Showing posts with label positive thinking. Show all posts
Showing posts with label positive thinking. Show all posts

Monday, October 11, 2010

The Audacity of Disappointment

Why are we so disappointed with Barack Obama? A recent piece in the Boston Globe blamed it on our brains. "Research suggests that even when people know that someone has nothing but bad options to choose from, they still blame the decider for a bad outcome." Even worse: as time goes on, we think in more and more glowing terms about "what might have been if different decisions had been made, different policies pursued, or different politicians elected," and therefore feel even more disappointed with what actually happened.

The psychological explanation of "the big letdown" is a conservative explanation. It implies that things never could have been as much better as we think. Hope and change are delusions. As Hegel said, what is, is right--because TINA (There Is No Alternative).

How about a political explanation instead? We are disappointed with Obama because as a candidate, he seemed to get it that radical change in this country is urgently needed, and then as President, he forgot all about that. We are disappointed because he and his advisors said, in so many words, that a crisis is a terrible thing to waste--and then proceed to waste it, by failing to explain to the country what got us into this mess and what it would take to get us out, permanently. We are disappointed because it doesn't matter what options it seemed he had: the reason we elected him was to create new options. We are disappointed even if we knew all along ( as many of us did, and wrote) that Obama was a cautious technocrat by training and inclination. We are disappointed because we need and deserve better--and because not to be disappointed would be to accept the unacceptable state of affairs in which we continue to live.

Wednesday, September 22, 2010

Time for Less Positive Thinking!

I understand that people who are out of work have to stay positive, as an article in the Boston Globe reported today. It's a psychological necessity--even if it gets extreme at times.

Steve Kitay, laid off from Fidelity Investments, made a vow to stay upbeat during his job search, even as his wife, Cilla, was diagnosed with breast cancer. “Nobody wants to talk to you if you’re negative,’’ said Kitay.
And he's right, unfortunately. But the rest of us, those who have jobs, should not stay positive. It's our duty to be critical--and even negative.

We should think critically about the claims that people are personally responsible for their unemployment. It took years and years of rapacious profits and mendacious politics to get us to this point. Close to one out of every six people in Massachusetts are not living in poverty because of character flaws. This is a social problem.

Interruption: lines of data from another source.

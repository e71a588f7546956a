//! chronosnap CLI entry point.

use std::process::ExitCode;

use clap::Parser;

use chronosnap_client::cli::{AuthAction, Cli, Command};
use chronosnap_client::config::ClientConfig;
use chronosnap_client::error::{ClientError, ClientResult};
use chronosnap_core::{TracingConfig, init_tracing};

#[tokio::main]
async fn main() -> ExitCode {
    let cli = Cli::parse();

    let tracing_config = if matches!(cli.command, Some(Command::Server)) {
        TracingConfig::daemon()
    } else if cli.debug {
        TracingConfig::cli_debug()
    } else {
        TracingConfig::default()
    };
    if let Err(e) = init_tracing(tracing_config) {
        eprintln!("warning: failed to initialize tracing: {}", e);
    }

    match run(cli).await {
        Ok(()) => ExitCode::SUCCESS,
        Err(e) => {
            eprintln!("error: {}", e);
            ExitCode::FAILURE
        }
    }
}

async fn run(cli: Cli) -> ClientResult<()> {
    let config = if let Some(ref path) = cli.config {
        ClientConfig::load_from(path).map_err(ClientError::Config)?
    } else {
        ClientConfig::load().unwrap_or_default()
    };

    match &cli.command {
        Some(Command::Sync {
            search,
            from,
            to,
            json,
        }) => {
            chronosnap_client::commands::sync::run(
                &cli,
                &config,
                search.as_deref(),
                *from,
                *to,
                *json,
            )
            .await
        }
        Some(Command::Auth { action }) => match action {
            AuthAction::SetToken { token, expires_in } => {
                chronosnap_client::commands::auth::set_token(&config, token, *expires_in)
            }
            AuthAction::Clear => chronosnap_client::commands::auth::clear(&cli, &config).await,
            AuthAction::Status => chronosnap_client::commands::auth::status(&config),
        },
        Some(Command::Status) => chronosnap_client::commands::status::run(&cli, &config).await,
        Some(Command::Ping) => chronosnap_client::commands::status::ping(&cli, &config).await,
        Some(Command::Server) => chronosnap_client::commands::server::run(&cli, &config).await,
        None => {
            println!("chronosnap - pair your schedule with the files you touched around it");
            println!();
            println!("Quick start:");
            println!("  1. Start the daemon:    chronosnap server");
            println!("  2. Store a token:       chronosnap auth set-token --token <TOKEN>");
            println!("  3. Sync and browse:     chronosnap sync");
            println!();
            println!("Run 'chronosnap --help' for all options.");
            Ok(())
        }
    }
}
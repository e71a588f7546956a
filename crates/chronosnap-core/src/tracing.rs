//! Tracing setup shared by the CLI and the daemon.
//!
//! The `RUST_LOG` environment variable overrides the default level.

use thiserror::Error;
use tracing::Level;
use tracing_subscriber::{
    EnvFilter,
    fmt::{self, format::FmtSpan},
    prelude::*,
};

/// Errors that can occur during tracing initialization.
#[derive(Debug, Error)]
pub enum TracingError {
    #[error("failed to set global tracing subscriber: {0}")]
    SetGlobalSubscriber(#[from] tracing::subscriber::SetGlobalDefaultError),

    #[error("failed to parse env filter: {0}")]
    EnvFilter(#[from] tracing_subscriber::filter::ParseError),
}

/// Output format for log messages.
#[derive(Debug, Clone, Copy, Default, PartialEq, Eq)]
pub enum TracingOutputFormat {
    /// Compact single-line format (default, CLI-friendly).
    #[default]
    Compact,
    /// JSON format for the daemon.
    Json,
}

/// Configuration for tracing initialization.
#[derive(Debug, Clone)]
pub struct TracingConfig {
    /// Default log level when `RUST_LOG` is not set.
    pub default_level: Level,
    /// Output format for log messages.
    pub output_format: TracingOutputFormat,
    /// Whether to include timestamps.
    pub include_timestamp: bool,
    /// Whether to include span enter/close events.
    pub include_span_events: bool,
}

impl Default for TracingConfig {
    fn default() -> Self {
        Self {
            default_level: Level::WARN,
            output_format: TracingOutputFormat::Compact,
            include_timestamp: false,
            include_span_events: false,
        }
    }
}

impl TracingConfig {
    /// Config for the CLI with `--debug` enabled.
    #[must_use]
    pub fn cli_debug() -> Self {
        Self {
            default_level: Level::DEBUG,
            ..Default::default()
        }
    }

    /// Config for the daemon: structured JSON with timestamps.
    #[must_use]
    pub fn daemon() -> Self {
        Self {
            default_level: Level::INFO,
            output_format: TracingOutputFormat::Json,
            include_timestamp: true,
            include_span_events: true,
        }
    }
}

/// Initializes tracing with the given configuration.
///
/// Call once at startup; returns an error if a global subscriber is
/// already installed.
pub fn init_tracing(config: TracingConfig) -> Result<(), TracingError> {
    let env_filter = EnvFilter::try_from_default_env()
        .unwrap_or_else(|_| EnvFilter::new(format!("chronosnap={}", config.default_level)));

    let span_events = if config.include_span_events {
        FmtSpan::NEW | FmtSpan::CLOSE
    } else {
        FmtSpan::NONE
    };

    match config.output_format {
        TracingOutputFormat::Compact => {
            let layer = fmt::layer()
                .compact()
                .with_target(true)
                .with_span_events(span_events);

            let layer = if config.include_timestamp {
                layer.boxed()
            } else {
                layer.without_time().boxed()
            };

            let subscriber = tracing_subscriber::registry().with(env_filter).with(layer);
            tracing::subscriber::set_global_default(subscriber)?;
        }
        TracingOutputFormat::Json => {
            let subscriber = tracing_subscriber::registry().with(env_filter).with(
                fmt::layer()
                    .json()
                    .with_target(true)
                    .with_span_events(span_events),
            );
            tracing::subscriber::set_global_default(subscriber)?;
        }
    }

    Ok(())
}

#[cfg(test)]
mod tests {
    use super::*;

    #[test]
    fn default_config() {
        let config = TracingConfig::default();
        assert_eq!(config.default_level, Level::WARN);
        assert_eq!(config.output_format, TracingOutputFormat::Compact);
        assert!(!config.include_timestamp);
    }

    #[test]
    fn cli_debug_config() {
        let config = TracingConfig::cli_debug();
        assert_eq!(config.default_level, Level::DEBUG);
        assert_eq!(config.output_format, TracingOutputFormat::Compact);
    }

    #[test]
    fn daemon_config() {
        let config = TracingConfig::daemon();
        assert_eq!(config.default_level, Level::INFO);
        assert_eq!(config.output_format, TracingOutputFormat::Json);
        assert!(config.include_span_events);
    }
}
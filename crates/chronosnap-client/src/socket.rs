//! Unix socket client for talking to the chronosnap daemon.

use std::path::{Path, PathBuf};
use std::time::Duration;

use tokio::io::{AsyncReadExt, AsyncWriteExt};
use tokio::net::UnixStream;
use tracing::{debug, warn};
use uuid::Uuid;

use chronosnap_protocol::{Envelope, MAX_MESSAGE_SIZE, Request, Response};

use crate::error::{ClientError, ClientResult};

/// Client for one-shot request/response exchanges with the daemon.
pub struct SocketClient {
    socket_path: PathBuf,
    timeout: Duration,
}

impl SocketClient {
    /// Creates a new socket client.
    pub fn new(socket_path: impl Into<PathBuf>, timeout: Duration) -> Self {
        Self {
            socket_path: socket_path.into(),
            timeout,
        }
    }

    /// Returns the socket path.
    pub fn socket_path(&self) -> &Path {
        &self.socket_path
    }

    /// Sends a request and waits for the response.
    pub async fn send(&self, request: Request) -> ClientResult<Response> {
        let request_id = Uuid::new_v4().to_string();
        let envelope = Envelope::request(&request_id, request);

        debug!(
            socket = %self.socket_path.display(),
            request_id = %request_id,
            "connecting to daemon"
        );

        let stream = tokio::time::timeout(self.timeout, UnixStream::connect(&self.socket_path))
            .await
            .map_err(|_| {
                ClientError::Connection(format!(
                    "connection timed out after {}s",
                    self.timeout.as_secs()
                ))
            })?
            .map_err(|e| {
                ClientError::Connection(format!(
                    "failed to connect to {} (is the daemon running? try `chronosnap server`): {}",
                    self.socket_path.display(),
                    e
                ))
            })?;

        let response = self.exchange(stream, &envelope).await?;

        if response.request_id != request_id {
            warn!(
                expected = %request_id,
                received = %response.request_id,
                "response request_id mismatch"
            );
        }

        Ok(response.payload)
    }

    /// Performs the framed request-response exchange on a connected stream.
    async fn exchange(
        &self,
        mut stream: UnixStream,
        envelope: &Envelope<Request>,
    ) -> ClientResult<Envelope<Response>> {
        let json = serde_json::to_vec(envelope)
            .map_err(|e| ClientError::Protocol(format!("failed to serialize request: {}", e)))?;

        let len = json.len() as u32;
        if len > MAX_MESSAGE_SIZE {
            return Err(ClientError::Protocol(format!(
                "request too large: {} bytes (max: {})",
                len, MAX_MESSAGE_SIZE
            )));
        }

        tokio::time::timeout(self.timeout, async {
            stream.write_all(&len.to_be_bytes()).await?;
            stream.write_all(&json).await?;
            stream.flush().await?;
            Ok::<(), std::io::Error>(())
        })
        .await
        .map_err(|_| ClientError::Timeout("sending request".into()))?
        .map_err(ClientError::Io)?;

        debug!("request sent, waiting for response");

        let payload = tokio::time::timeout(self.timeout, async {
            let mut len_buf = [0u8; 4];
            stream.read_exact(&mut len_buf).await?;
            let resp_len = u32::from_be_bytes(len_buf) as usize;

            if resp_len as u32 > MAX_MESSAGE_SIZE {
                return Err(std::io::Error::new(
                    std::io::ErrorKind::InvalidData,
                    format!(
                        "response too large: {} bytes (max: {})",
                        resp_len, MAX_MESSAGE_SIZE
                    ),
                ));
            }

            let mut payload = vec![0u8; resp_len];
            stream.read_exact(&mut payload).await?;
            Ok(payload)
        })
        .await
        .map_err(|_| ClientError::Timeout("reading response".into()))?
        .map_err(ClientError::Io)?;

        let envelope: Envelope<Response> = serde_json::from_slice(&payload)
            .map_err(|e| ClientError::Protocol(format!("failed to deserialize response: {}", e)))?;

        debug!(request_id = %envelope.request_id, "response received");

        Ok(envelope)
    }

    /// Pings the daemon to check if it is alive.
    pub async fn ping(&self) -> bool {
        matches!(self.send(Request::Ping).await, Ok(Response::Pong))
    }
}
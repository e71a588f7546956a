//! Auth commands: install, inspect, and invalidate the stored token.
//!
//! Acquiring a token is the identity provider's business; these commands
//! only manage the file the daemon reads it from.

use chronosnap_protocol::{Request, Response};
use chronosnap_providers::{TokenInfo, TokenStore};

use crate::cli::Cli;
use crate::config::ClientConfig;
use crate::error::{ClientError, ClientResult};
use crate::socket::SocketClient;

/// Stores a bearer token for the daemon to use.
pub fn set_token(config: &ClientConfig, token: &str, expires_in: Option<i64>) -> ClientResult<()> {
    if token.trim().is_empty() {
        return Err(ClientError::Auth("token must not be empty".into()));
    }

    let store = TokenStore::new(config.token_path());
    store.set(TokenInfo::new(token.trim(), expires_in))?;

    println!("Token stored at {}", store.path().display());
    if expires_in.is_none() {
        println!("No expiry recorded; the daemon will use it until cleared.");
    }
    Ok(())
}

/// Invalidates the stored token.
///
/// Asks a running daemon to clear its credentials; falls back to removing
/// the token file directly when no daemon is reachable.
pub async fn clear(cli: &Cli, config: &ClientConfig) -> ClientResult<()> {
    let client = SocketClient::new(cli.resolve_socket_path(config), cli.resolve_timeout(config));

    match client.send(Request::ClearTokens).await {
        Ok(Response::Ok) => {
            println!("Daemon cleared the stored token.");
            Ok(())
        }
        Ok(Response::Error { error }) => Err(ClientError::Daemon(error.to_string())),
        Ok(other) => Err(ClientError::Protocol(format!(
            "unexpected response to ClearTokens: {:?}",
            other
        ))),
        Err(ClientError::Connection(_)) => {
            let store = TokenStore::new(config.token_path());
            store.clear()?;
            println!("No daemon running; removed the token file directly.");
            Ok(())
        }
        Err(e) => Err(e),
    }
}

/// Shows whether a token is stored and when it expires.
pub fn status(config: &ClientConfig) -> ClientResult<()> {
    let store = TokenStore::new(config.token_path());
    store.load()?;

    match store.get() {
        Some(token) => {
            println!("Token stored at {}", store.path().display());
            match token.expires_at {
                Some(expires_at) if token.is_expired() => {
                    println!("Status: expired at {}", expires_at);
                }
                Some(expires_at) => println!("Status: valid until {}", expires_at),
                None => println!("Status: no expiry recorded"),
            }
        }
        None => {
            println!("No token stored. Run `chronosnap auth set-token --token <TOKEN>`.");
        }
    }
    Ok(())
}
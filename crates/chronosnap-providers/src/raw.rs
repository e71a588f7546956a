//! Provider-facing record types.
//!
//! These carry exactly the fields the pipeline consumes, halfway between
//! the APIs' wire shapes and the core [`ScheduleItem`].
//!
//! [`ScheduleItem`]: chronosnap_core::ScheduleItem

use chronosnap_core::{Attendee, ItemTime};
use serde::Deserialize;

/// One calendar event as fetched, before normalization or classification.
#[derive(Debug, Clone, PartialEq)]
pub struct RawEvent {
    pub id: String,
    pub summary: Option<String>,
    pub description: Option<String>,
    pub location: Option<String>,
    pub start: ItemTime,
    pub end: ItemTime,
    pub attendees: Vec<Attendee>,
}

impl RawEvent {
    /// Creates a raw event with the required fields.
    pub fn new(id: impl Into<String>, start: ItemTime, end: ItemTime) -> Self {
        Self {
            id: id.into(),
            summary: None,
            description: None,
            location: None,
            start,
            end,
            attendees: Vec::new(),
        }
    }

    /// Builder: set the summary.
    pub fn with_summary(mut self, summary: impl Into<String>) -> Self {
        self.summary = Some(summary.into());
        self
    }

    /// Builder: set the description.
    pub fn with_description(mut self, description: impl Into<String>) -> Self {
        self.description = Some(description.into());
        self
    }

    /// Builder: set the location.
    pub fn with_location(mut self, location: impl Into<String>) -> Self {
        self.location = Some(location.into());
        self
    }

    /// Builder: set the attendees.
    pub fn with_attendees(mut self, attendees: Vec<Attendee>) -> Self {
        self.attendees = attendees;
        self
    }
}

/// One task from the tasks-per-list endpoint.
#[derive(Debug, Clone, PartialEq, Eq, Deserialize)]
#[serde(rename_all = "camelCase")]
pub struct RawTask {
    pub id: String,
    #[serde(default)]
    pub title: Option<String>,
    #[serde(default)]
    pub due: Option<String>,
    #[serde(default)]
    pub updated: Option<String>,
    #[serde(default)]
    pub notes: Option<String>,
    #[serde(default)]
    pub status: Option<String>,
    #[serde(default)]
    pub completed: Option<String>,
}

/// One task list from the task-lists endpoint.
#[derive(Debug, Clone, PartialEq, Eq, Deserialize)]
#[serde(rename_all = "camelCase")]
pub struct RawTaskList {
    pub id: String,
    #[serde(default)]
    pub title: String,
}
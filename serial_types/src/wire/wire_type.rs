use derive_more::{Deref, From};
use num_derive::{FromPrimitive, ToPrimitive};
use num_traits::{FromPrimitive, ToPrimitive};
use std::fmt;

/// The raw 5-bit type field of a header byte.
///
/// Kept apart from [`WireType`] because a corrupt stream may carry codes outside the enum,
/// and diagnostics still want to name them.
#[derive(From, Deref, PartialEq, Eq, Clone, Copy, Debug)]
pub struct TypeTag(u8);
impl From<WireType> for TypeTag {
    fn from(wire_type: WireType) -> Self {
        let int = wire_type.to_u8().unwrap_or_default();
        Self(int)
    }
}
impl fmt::Display for TypeTag {
    fn fmt(&self, f: &mut fmt::Formatter<'_>) -> fmt::Result {
        match WireType::from_u8(self.0) {
            Some(WireType::Unknown) | None => write!(f, "unknown ({})", self.0),
            Some(wire_type) => f.write_str(wire_type.name()),
        }
    }
}

/// The closed set of wire types. The discriminants are the on-wire codes.
#[repr(u8)]
#[derive(PartialEq, Eq, PartialOrd, Ord, Hash, Clone, Copy, FromPrimitive, ToPrimitive, Debug)]
pub enum WireType {
    Unknown = 0,
    Byte = 1,
    Int = 2,
    Long = 3,
    Float = 4,
    Double = 5,
    Boolean = 6,
    Null = 7,
    StringUtf8 = 8,
    StartObject = 9,
    StartObjectDebug = 10,
    EndObject = 11,
    /// Never written. Returned by peeks at the end of the input.
    EOF = 12,
    StringAscii = 13,
    ByteArray = 14,
}

impl WireType {
    pub fn name(&self) -> &'static str {
        match self {
            Self::Byte => "byte",
            Self::Boolean => "boolean",
            Self::Int => "int",
            Self::Long => "long",
            Self::Float => "float",
            Self::Double => "double",
            Self::StringAscii | Self::StringUtf8 => "string",
            Self::Null => "null",
            Self::StartObject | Self::StartObjectDebug => "start_object",
            Self::EndObject => "end_object",
            Self::EOF => "eof",
            Self::ByteArray => "byte_array",
            Self::Unknown => "unknown",
        }
    }

    pub fn is_string(&self) -> bool {
        matches!(self, Self::StringAscii | Self::StringUtf8)
    }

    pub fn is_object_start(&self) -> bool {
        matches!(self, Self::StartObject | Self::StartObjectDebug)
    }
}

/// Codes outside the table map to [`WireType::Unknown`].
impl From<TypeTag> for WireType {
    fn from(tag: TypeTag) -> Self {
        WireType::from_u8(tag.0).unwrap_or(WireType::Unknown)
    }
}

impl fmt::Display for WireType {
    fn fmt(&self, f: &mut fmt::Formatter<'_>) -> fmt::Result {
        f.write_str(self.name())
    }
}
use crate::serializers::{read_size, write_size};
use crate::{ObjectSerializer, Serializer, Versioned};
use serial_types::wire::{SerialReader, SerialWriter};
use serial_types::{SerialResult, SerializationContext};
use std::collections::{BTreeMap, BTreeSet};

/// Framed as an object: the element count, then each element.
pub fn list_serializer<S>(item: S) -> Versioned<ListSerializer<S>> {
    Versioned(ListSerializer(item))
}

pub fn set_serializer<S>(item: S) -> Versioned<SetSerializer<S>> {
    Versioned(SetSerializer(item))
}

/// Framed as an object: the entry count, then each key followed by its value.
pub fn map_serializer<KS, VS>(key: KS, value: VS) -> Versioned<MapSerializer<KS, VS>> {
    Versioned(MapSerializer(key, value))
}

#[derive(Clone, Copy, Debug, Default)]
pub struct ListSerializer<S>(pub S);
impl<T, S> ObjectSerializer<Vec<T>> for ListSerializer<S>
where
    S: Serializer<T>,
{
    fn serialize_object(
        &self,
        ctx: &SerializationContext,
        w: &mut SerialWriter,
        items: &Vec<T>,
    ) -> SerialResult<()> {
        write_size(w, items.len())?;
        for item in items.iter() {
            self.0.serialize(ctx, w, Some(item))?;
        }
        Ok(())
    }

    fn deserialize_object(
        &self,
        ctx: &SerializationContext,
        r: &mut SerialReader,
        _version: u32,
    ) -> SerialResult<Vec<T>> {
        let size = read_size(r)?;
        let mut items = Vec::with_capacity(size.min(r.remaining()));
        for _ in 0..size {
            items.push(self.0.deserialize_not_null(ctx, r)?);
        }
        Ok(items)
    }
}

#[derive(Clone, Copy, Debug, Default)]
pub struct SetSerializer<S>(pub S);
impl<T, S> ObjectSerializer<BTreeSet<T>> for SetSerializer<S>
where
    T: Ord,
    S: Serializer<T>,
{
    fn serialize_object(
        &self,
        ctx: &SerializationContext,
        w: &mut SerialWriter,
        items: &BTreeSet<T>,
    ) -> SerialResult<()> {
        write_size(w, items.len())?;
        for item in items.iter() {
            self.0.serialize(ctx, w, Some(item))?;
        }
        Ok(())
    }

    fn deserialize_object(
        &self,
        ctx: &SerializationContext,
        r: &mut SerialReader,
        _version: u32,
    ) -> SerialResult<BTreeSet<T>> {
        let size = read_size(r)?;
        let mut items = BTreeSet::new();
        for _ in 0..size {
            items.insert(self.0.deserialize_not_null(ctx, r)?);
        }
        Ok(items)
    }
}

#[derive(Clone, Copy, Debug, Default)]
pub struct MapSerializer<KS, VS>(pub KS, pub VS);
impl<K, V, KS, VS> ObjectSerializer<BTreeMap<K, V>> for MapSerializer<KS, VS>
where
    K: Ord,
    KS: Serializer<K>,
    VS: Serializer<V>,
{
    fn serialize_object(
        &self,
        ctx: &SerializationContext,
        w: &mut SerialWriter,
        entries: &BTreeMap<K, V>,
    ) -> SerialResult<()> {
        write_size(w, entries.len())?;
        for (key, val) in entries.iter() {
            self.0.serialize(ctx, w, Some(key))?;
            self.1.serialize(ctx, w, Some(val))?;
        }
        Ok(())
    }

    fn deserialize_object(
        &self,
        ctx: &SerializationContext,
        r: &mut SerialReader,
        _version: u32,
    ) -> SerialResult<BTreeMap<K, V>> {
        let size = read_size(r)?;
        let mut entries = BTreeMap::new();
        for _ in 0..size {
            let key = self.0.deserialize_not_null(ctx, r)?;
            let val = self.1.deserialize_not_null(ctx, r)?;
            entries.insert(key, val);
        }
        Ok(entries)
    }
}
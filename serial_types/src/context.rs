/// Whether a serialize/deserialize call tree runs in debug or release mode.
///
/// The two modes are mutually exclusive and fixed for the duration of one call tree.
/// Debug mode stamps a human-readable type name next to each object start marker.
/// It never changes how field payloads are encoded.
#[derive(PartialEq, Eq, Hash, Clone, Copy, Debug, Default)]
pub enum SerializationContext {
    Debug,
    #[default]
    Release,
}

impl SerializationContext {
    pub const DEBUG: Self = Self::Debug;
    pub const RELEASE: Self = Self::Release;

    pub fn is_debug(&self) -> bool {
        *self == Self::Debug
    }

    pub fn is_release(&self) -> bool {
        *self == Self::Release
    }
}
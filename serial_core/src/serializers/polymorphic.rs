use crate::object::{read_object, write_object};
use crate::{read_null_indicator, simple_type_name, write_null_indicator, Serializer};
use serial_types::walker;
use serial_types::wire::{SerialReader, SerialWriter};
use serial_types::{SerialError, SerialResult, SerializationContext};
use std::any;

/// One concrete kind of a base type `B`, e.g. one variant of an enum.
pub trait Variant<B> {
    fn name(&self) -> &str;

    /// Whether `val` is of this kind.
    fn matches(&self, val: &B) -> bool;

    fn serialize_variant(
        &self,
        ctx: &SerializationContext,
        w: &mut SerialWriter,
        val: &B,
    ) -> SerialResult<()>;

    fn deserialize_variant(
        &self,
        ctx: &SerializationContext,
        r: &mut SerialReader,
    ) -> SerialResult<B>;
}

/// A [`Variant`] made of a serializer for the inner value `V`,
/// and the two functions that take it out of, and put it into, a `B`.
pub struct VariantOf<B, V, S> {
    serializer: S,
    extract: fn(&B) -> Option<&V>,
    wrap: fn(V) -> B,
}

impl<B, V, S> VariantOf<B, V, S>
where
    S: Serializer<V>,
{
    pub fn new(serializer: S, extract: fn(&B) -> Option<&V>, wrap: fn(V) -> B) -> Self {
        Self {
            serializer,
            extract,
            wrap,
        }
    }
}

impl<B, V, S> Variant<B> for VariantOf<B, V, S>
where
    S: Serializer<V>,
{
    fn name(&self) -> &str {
        simple_type_name::<V>()
    }

    fn matches(&self, val: &B) -> bool {
        (self.extract)(val).is_some()
    }

    fn serialize_variant(
        &self,
        ctx: &SerializationContext,
        w: &mut SerialWriter,
        val: &B,
    ) -> SerialResult<()> {
        let inner = (self.extract)(val)
            .ok_or_else(|| SerialError::UnregisteredVariant(self.name().to_owned()))?;
        self.serializer.serialize(ctx, w, Some(inner))
    }

    fn deserialize_variant(
        &self,
        ctx: &SerializationContext,
        r: &mut SerialReader,
    ) -> SerialResult<B> {
        let inner = self.serializer.deserialize_not_null(ctx, r)?;
        Ok((self.wrap)(inner))
    }
}

/// Serializes a base type `B` by writing the index of the matching variant, then the variant.
///
/// Indices are positions in the registry, so they must stay stable.
/// A variant that is no longer supported is replaced by [`BaseSerializer::retired`]:
/// data of that kind is then skipped and read as absent.
pub struct BaseSerializer<B> {
    variants: Vec<Option<Box<dyn Variant<B>>>>,
}

impl<B> Default for BaseSerializer<B> {
    fn default() -> Self {
        Self::new()
    }
}

impl<B> BaseSerializer<B> {
    pub fn new() -> Self {
        Self { variants: vec![] }
    }

    /// Registers the next variant.
    pub fn variant<V: Variant<B> + 'static>(mut self, variant: V) -> Self {
        self.variants.push(Some(Box::new(variant)));
        self
    }

    /// Reserves the next index for a variant that was removed.
    pub fn retired(mut self) -> Self {
        self.variants.push(None);
        self
    }

    fn index_of(&self, val: &B) -> Option<(usize, &dyn Variant<B>)> {
        self.variants
            .iter()
            .enumerate()
            .find_map(|(i, variant)| match variant {
                Some(variant) if variant.matches(val) => Some((i, variant.as_ref())),
                _ => None,
            })
    }
}

impl<B> Serializer<B> for BaseSerializer<B> {
    fn serialize(
        &self,
        ctx: &SerializationContext,
        w: &mut SerialWriter,
        val: Option<&B>,
    ) -> SerialResult<()> {
        let val = match val {
            None => {
                write_null_indicator(w, val);
                return Ok(());
            }
            Some(val) => val,
        };
        let (i, variant) = self
            .index_of(val)
            .ok_or_else(|| SerialError::UnregisteredVariant(any::type_name::<B>().to_owned()))?;
        write_object(ctx, w, 0, simple_type_name::<Self>(), |w| {
            w.write_int(i as i32);
            variant.serialize_variant(ctx, w, val)
        })
    }

    fn deserialize(
        &self,
        ctx: &SerializationContext,
        r: &mut SerialReader,
    ) -> SerialResult<Option<B>> {
        if read_null_indicator(r)? {
            return Ok(None);
        }
        read_object(r, 0, |r, _version| {
            let index = r.read_int()?;
            let variant = usize::try_from(index)
                .ok()
                .and_then(|i| self.variants.get(i))
                .ok_or_else(|| {
                    SerialError::structural(format!(
                        "Invalid type found in base type deserialization: {index}."
                    ))
                })?;
            match variant {
                None => {
                    walker::skip_object(r)?;
                    Ok(None)
                }
                Some(variant) => variant.deserialize_variant(ctx, r).map(Some),
            }
        })
    }
}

We should also think critically about the claims that government has done all it can do and that it's time to worry about deficits. There is no history to back that up, and the economic theory that supports laissez-faire and trickle-down is the same theory that got us into the recession in the first place. Even Alan Greenspan confesses that.

We should be negative. We should say no to tax breaks for the rich, bonuses for the speculators, and war profits for Halliburton and Xe (which is really Blackwater but dares not speak its name). We should say no to wars that waste the lives of people back home as well as those who are killed and maimed in battle. Unemployed people cannot afford to be negative? Then they must depend on us to do it. We cannot afford to be brightsided any longer.